Yatseniuk, during a Lviv press conference, said Ratushnyak “started a war against the Jews.” And the Uzhgorod Jewish Community wants an apology, according to a televised interview with community leader Mendel Taihman.

Combative incidents instigated by Ratushnyak have been documented more than 20 times, according to Serhiy Slobodyanyuk, former director of tourism for Zakarpattya Oblast, according to an interview he gave to Inter TV channel. Slobodyanyuk started keeping track of the mayor’s confrontations after Ratushnyak, he said, beat him up in his own office on Nov. 12, 2003. Other incidents involve Stanislav Ponomariov, a deputy of the Uzhgorod City Council; Illya Kovalov, director of a private Uzhgorod dental clinic and his pregnant wife in 2003; Volodymyr Pypash, director of the Zakarpattya Oblast administration in 2005; and a young, drunk Uzhgorod citizen on April 14.

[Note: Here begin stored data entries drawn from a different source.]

//! Basic usage example for kanna
//!
//! Demonstrates constructing a backend for a target node, sending a file,
//! and running commands with and without privilege escalation.

use kanna::{create, BackendKind, Options, RunOptions};
use std::error::Error;

#[tokio::main]
async fn main() -> Result<(), Box<dyn Error>> {
    tracing_subscriber::fmt::init();

    // Replace with your actual host alias; connection settings such as the
    // user, port, and identity file are resolved from ~/.ssh/config.
    let options = Options::new()
        .set("host", "remote-host")
        .set("sudo", false);

    let mut backend = create(BackendKind::Ssh, options);

    println!("Resolved options and sudo policy are available before connecting.");

    let output = backend.run_command("uname -a", RunOptions::default()).await?;
    println!("uname: {}", output.stdout_string().trim());

    backend
        .send_file("README.md".as_ref(), "/tmp/kanna_example.txt".as_ref())
        .await?;
    println!("File sent to /tmp/kanna_example.txt");

    // Non-zero exit codes can be inspected instead of raised
    let status = backend
        .run_command("test -f /etc/nginx/nginx.conf", RunOptions { check: false })
        .await?;
    println!("nginx.conf present: {}", status.success());

    backend.close().await?;
    Ok(())
}
//! # Kanna Backend Contract
//!
//! Backend abstraction for the kanna transport layer: the capability set
//! every concrete backend provides, shared pre-transfer validation, and the
//! local-machine backend.

#![warn(missing_docs)]

/// Backend trait and command execution types
pub mod backend;

/// Invocation options supplied at backend construction
pub mod options;

/// Pre-transfer source validation
pub mod validate;

/// Local machine backend
pub mod local;

/// Error types for backend operations
pub mod error;

pub use backend::{Backend, CommandResult, RunOptions};
pub use error::BackendError;
pub use local::Local;
pub use options::Options;

/// Result type alias for backend operations
pub type Result<T> = std::result::Result<T, BackendError>;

Through his press secretary, Ratushnyak denied comment. But in other interviews, he claims to have been a victim, jailed at times by what he describes as the corrupt Kuchma regime. Criminal cases that have been launched against him in the past have all been dropped.

Slobodyanyuk said that the Zakarpattya public prosecutor’s office found an “absence of components of crime” in each episode. There was also no wrongdoing found when a car driven by Ratushnyak’s daughter, Svitlana, 27, struck and killed a 6-year-old boy. “A boy was trying to cross the road on his bike at the wrong place. The driver just had no time to stop right away,” said Lidiya Chornenka, a spokeswoman for the state automobile inspectorate in Zakarpattya Oblast.